##### Given data
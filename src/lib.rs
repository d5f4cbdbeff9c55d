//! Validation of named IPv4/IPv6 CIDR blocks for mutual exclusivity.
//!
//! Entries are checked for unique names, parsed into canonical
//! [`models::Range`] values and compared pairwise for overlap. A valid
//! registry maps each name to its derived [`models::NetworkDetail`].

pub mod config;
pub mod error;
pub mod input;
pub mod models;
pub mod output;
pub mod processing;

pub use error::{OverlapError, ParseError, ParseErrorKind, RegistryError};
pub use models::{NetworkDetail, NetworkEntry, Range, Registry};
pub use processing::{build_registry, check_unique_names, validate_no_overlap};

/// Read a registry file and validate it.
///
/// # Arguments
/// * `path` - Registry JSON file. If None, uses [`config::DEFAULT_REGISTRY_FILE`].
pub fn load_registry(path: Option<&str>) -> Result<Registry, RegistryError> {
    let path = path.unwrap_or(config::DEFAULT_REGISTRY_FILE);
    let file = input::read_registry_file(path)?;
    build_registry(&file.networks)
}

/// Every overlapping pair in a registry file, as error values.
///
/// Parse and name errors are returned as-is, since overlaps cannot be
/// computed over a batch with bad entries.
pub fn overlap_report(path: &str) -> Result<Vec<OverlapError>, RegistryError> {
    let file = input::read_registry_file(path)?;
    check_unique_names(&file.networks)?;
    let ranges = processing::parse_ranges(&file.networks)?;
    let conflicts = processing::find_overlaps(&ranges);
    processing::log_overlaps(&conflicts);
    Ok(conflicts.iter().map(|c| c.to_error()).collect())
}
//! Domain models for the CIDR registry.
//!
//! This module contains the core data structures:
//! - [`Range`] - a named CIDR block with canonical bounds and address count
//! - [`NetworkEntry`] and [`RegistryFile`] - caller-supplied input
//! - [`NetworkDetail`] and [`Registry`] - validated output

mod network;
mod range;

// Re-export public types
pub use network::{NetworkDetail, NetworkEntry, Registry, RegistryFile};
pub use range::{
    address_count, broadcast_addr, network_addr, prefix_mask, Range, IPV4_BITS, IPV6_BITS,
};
##########
##### Given data
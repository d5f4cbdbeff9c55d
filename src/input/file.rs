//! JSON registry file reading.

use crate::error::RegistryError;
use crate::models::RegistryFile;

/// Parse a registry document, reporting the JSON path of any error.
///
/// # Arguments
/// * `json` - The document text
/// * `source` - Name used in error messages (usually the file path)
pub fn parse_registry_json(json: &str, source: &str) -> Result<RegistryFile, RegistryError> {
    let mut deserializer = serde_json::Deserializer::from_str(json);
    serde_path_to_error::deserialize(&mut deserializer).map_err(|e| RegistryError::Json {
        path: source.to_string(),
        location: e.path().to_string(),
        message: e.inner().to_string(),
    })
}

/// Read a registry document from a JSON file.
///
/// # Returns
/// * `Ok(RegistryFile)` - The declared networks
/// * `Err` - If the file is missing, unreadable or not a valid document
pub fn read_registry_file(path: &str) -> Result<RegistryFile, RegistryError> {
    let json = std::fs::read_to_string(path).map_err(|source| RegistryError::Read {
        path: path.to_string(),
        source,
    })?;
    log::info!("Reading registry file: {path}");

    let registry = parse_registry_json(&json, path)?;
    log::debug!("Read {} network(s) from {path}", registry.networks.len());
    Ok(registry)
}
##########
• **Directions**
Copy every line of the material above in which the word "Result" appears.

• **Solution**
pub fn load_registry(path: Option<&str>) -> Result<Registry, RegistryError> {
pub fn overlap_report(path: &str) -> Result<Vec<OverlapError>, RegistryError> {
pub fn parse_registry_json(json: &str, source: &str) -> Result<RegistryFile, RegistryError> {
pub fn read_registry_file(path: &str) -> Result<RegistryFile, RegistryError> {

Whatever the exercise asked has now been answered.